A detailed description of study measures, including reliabilities in the current sample, is provided in Supplemental File 2. We selected measures that allowed us to capture various mechanisms of behavior change that align with behavior change theory (i.e., attitudes toward EBP, ownership/role, outcome expectancies, self-efficacy, social norms, intentions to implement; Ajzen, 1985, Ajzen & Manstead, 2007; Schwarzer et al., 2011), implementation outcomes (i.e., adoption, degree of implementation, GBG fidelity, BASIS-T procedural reliability), and student behavioral outcomes. Regarding mechanisms, we selected existing measures with strong psychometric properties. For mechanisms where no measures existed, we constructed them based on guidelines for developing psychometrically sound measures of TPB constructs (Francis et al., 2004). The survey items for adoption, fidelity, and degree of implementation were developed based on prominent implementation outcome and fidelity literature as well as with existing questionnaires (Carroll et al., 2007; Perepletchikova & Kazdin, 2005, Proctor et al., 2011; Sanetti & Kratochwill, 2009). Finally, student behavioral outcomes were measured via teacher-reported class-wide Direct Behavior Rating (DBR; Sims et al., 2021). To reduce participant response burden, a subset of 2–6 items for each mechanism scale were administered at the monthly surveys (Fricker et al., 2014). Items that were selected had the highest shared variance with all items in the scale based on their squared multiple correlations at pre- and post-training, and all reliabilities among reduced subscales correlated 0.89 or above with full scales. The measurement reliabilities, correlations between full and partial item measures, and the timepoints at which each were captured are displayed in Table 2.

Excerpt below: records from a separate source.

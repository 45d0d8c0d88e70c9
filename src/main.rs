use clap::Parser;
use kpi_track::cli::commands::Cli;
use kpi_track::cli::handlers;
use tracing_subscriber::EnvFilter;

fn init_tracing() {
    let filter = EnvFilter::try_from_env("KPI_LOG").unwrap_or_else(|_| EnvFilter::new("warn"));
    tracing_subscriber::fmt()
        .with_env_filter(filter)
        .with_writer(std::io::stderr)
        .with_target(false)
        .init();
}

fn main() {
    init_tracing();
    let cli = Cli::parse();

    if let Err(e) = handlers::dispatch(cli) {
        eprintln!("error: {}", e);
        std::process::exit(1);
    }
}
fn cmd_check(json: bool) -> Result<(), Box<dyn std::error::Error>> {
    let dataset = load_dataset_cwd()?;
    let result = check::check_dataset(&dataset);

    if json {
        println!("{}", serde_json::to_string_pretty(&result)?);
    } else {
        if !result.errors.is_empty() {
            println!("Errors:");
            for err in &result.errors {
                match err {
                    check::CheckError::InvalidRange {
                        period_id,
                        name,
                        start_date,
                        end_date,
                    } => {
                        println!(
                            "  period {} ({}) ends on or before it starts: {} to {}",
                            period_id, name, start_date, end_date
                        );
                    }
                    check::CheckError::Overlap {
                        frequency_id,
                        first_period_id,
                        second_period_id,
                    } => {
                        println!(
                            "  [frequency {}] period {} overlaps period {}",
                            frequency_id, first_period_id, second_period_id
                        );
                    }
                    check::CheckError::DuplicatePeriodId { period_id } => {
                        println!("  period ID {} is used more than once", period_id);
                    }
                    check::CheckError::DanglingPeriod {
                        indicator_id,
                        period_id,
                    } => {
                        println!(
                            "  entry {}:{} points at unknown period {}",
                            indicator_id, period_id, period_id
                        );
                    }
                }
            }
        }
        if !result.warnings.is_empty() {
            if !result.errors.is_empty() {
                println!();
            }
            println!("Warnings:");
            for warn in &result.warnings {
                match warn {
                    check::CheckWarning::FrequencyWithoutPeriods { frequency_id, name } => {
                        println!("  [frequency {}] {} has no periods", frequency_id, name);
                    }
                    check::CheckWarning::NestedListedTopLevel {
                        indicator_id,
                        parent_id,
                    } => {
                        println!(
                            "  indicator {} is also a sub-indicator of {}",
                            indicator_id, parent_id
                        );
                    }
                    check::CheckWarning::OrphanEntry {
                        indicator_id,
                        period_id,
                    } => {
                        println!(
                            "  entry {}:{} belongs to unknown indicator {}",
                            indicator_id, period_id, indicator_id
                        );
                    }
                    check::CheckWarning::ForeignPeriodEntry {
                        indicator_id,
                        period_id,
                    } => {
                        println!(
                            "  entry {}:{} uses a period of another frequency",
                            indicator_id, period_id
                        );
                    }
                }
            }
        }
        if result.valid {
            println!("✓ dataset is valid");
        } else {
            println!("✗ dataset has errors");
        }
        let pending = recovery::recovery_entry_count(&dataset.data_dir);
        if pending > 0 {
            println!(
                "note: {} unsaved write(s) kept in {}",
                pending,
                recovery::recovery_log_path(&dataset.data_dir).display()
            );
        }
    }
    Ok(())
}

Table 2 Measure reliabilities, correlations, and time of collection

Mechanisms

To measure attitudes toward evidence-based practice, eleven items from the school-adapted version of the Evidence-Based Practice Attitudes Scale (EBPAS; Cook et al., 2018). Items were endorsed on a 5-point Likert-type scale ranging from “Not at All” to “Very great Extent” (subscale α range = 0.75–0.91).

The outcome expectancies measure assessed the degree to which teachers believed evidence-based classroom management practices would result in positive outcomes (e.g., “Evidence-based classroom management practices offer significant potential to improve outcomes for students”). Outcome Expectancies were endorsed on a 7-point Likert-type scale ranging from “Completely Disagree” to “Completely Agree” (α = 0.89–0.94).

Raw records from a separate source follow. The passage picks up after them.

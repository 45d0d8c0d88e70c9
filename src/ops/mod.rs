pub mod check;
pub mod completion;
pub mod entry_ops;
pub mod grouping;
pub mod overlap;
pub mod period_ops;
pub mod search;
pub mod urgency;
pub mod view;
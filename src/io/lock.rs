use std::fs::{File, OpenOptions};
use std::path::{Path, PathBuf};
use std::time::{Duration, Instant};

use tracing::{debug, warn};

const LOCK_FILE: &str = ".lock";
const DEFAULT_TIMEOUT: Duration = Duration::from_secs(5);
const MAX_BACKOFF: Duration = Duration::from_millis(100);

/// Exclusive advisory lock on a dataset's `kpi/` directory.
///
/// Held for the whole read-merge-write of a save so two `kpi` processes
/// entering values at once never drop each other's cells. Released on drop.
/// The `.lock` file itself stays on disk so every waiter locks the same inode.
pub struct FileLock {
    _file: File,
}

#[derive(Debug, thiserror::Error)]
pub enum LockError {
    #[error("could not create lock file at {path}: {source}")]
    CreateError {
        path: PathBuf,
        source: std::io::Error,
    },
    #[error("dataset is locked ({path}): another kpi process is saving, waited {waited_ms}ms")]
    Timeout { path: PathBuf, waited_ms: u128 },
}

impl FileLock {
    /// Lock `data_dir`, retrying with a growing pause until `timeout` elapses.
    pub fn acquire(data_dir: &Path, timeout: Duration) -> Result<Self, LockError> {
        let path = data_dir.join(LOCK_FILE);
        let file = OpenOptions::new()
            .create(true)
            .write(true)
            .truncate(false)
            .open(&path)
            .map_err(|source| LockError::CreateError {
                path: path.clone(),
                source,
            })?;

        let start = Instant::now();
        let mut pause = Duration::from_millis(5);
        while try_lock(&file).is_err() {
            let waited = start.elapsed();
            if waited >= timeout {
                warn!(path = %path.display(), "gave up waiting for dataset lock");
                return Err(LockError::Timeout {
                    path,
                    waited_ms: waited.as_millis(),
                });
            }
            std::thread::sleep(pause.min(timeout - waited));
            pause = (pause * 2).min(MAX_BACKOFF);
        }
        debug!(path = %path.display(), waited_ms = start.elapsed().as_millis() as u64, "dataset locked");
        Ok(FileLock { _file: file })
    }

    pub fn acquire_default(data_dir: &Path) -> Result<Self, LockError> {
        Self::acquire(data_dir, DEFAULT_TIMEOUT)
    }
}

#[cfg(unix)]
fn try_lock(file: &File) -> std::io::Result<()> {
    use std::os::unix::io::AsRawFd;
    // SAFETY: the descriptor belongs to `file`, which outlives the call
    let rc = unsafe { libc::flock(file.as_raw_fd(), libc::LOCK_EX | libc::LOCK_NB) };
    if rc == 0 {
        Ok(())
    } else {
        Err(std::io::Error::last_os_error())
    }
}

#[cfg(not(unix))]
fn try_lock(_file: &File) -> std::io::Result<()> {
    Ok(())
}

The ownership or role in managing behavior and teaching appropriate behavior in the classroom measure (e.g., “Student behavior is the responsibility of parents—not teachers”). This construct was measured on a 7-point Likert-type scale ranging from “Completely Disagree” to “Completely Agree” (α = 0.71–0.82).

The modified subjective norms measure is an 8-item measure used to capture two types of EBPP implementation-related subjective norms: injunctive (what a social group would approve of) and descriptive (how a social group actually behaves). Injunctive norms are the perception of what ought to be or what the social group would approve of (e.g., “Others who I respect expect me to adopt and implement evidence-based practices that promote students’ SEB functioning”). Injunctive norm items (4 items, α = 0.71–0.90) are rated on a seven-point scale (-3 = “I should”, 0 = “Neutral”, 3 = “I Should Not”). Descriptive norms describe perceptions of how the social group actually does things (e.g., “Practitioners like me find the time to implement evidence-based practices”). Descriptive norm items (3 items, α = 0.69–0.84) were rated on a seven-point scale (-3 = “Strongly agree”, 0 = “Neutral”, 3 = “Strongly disagree”).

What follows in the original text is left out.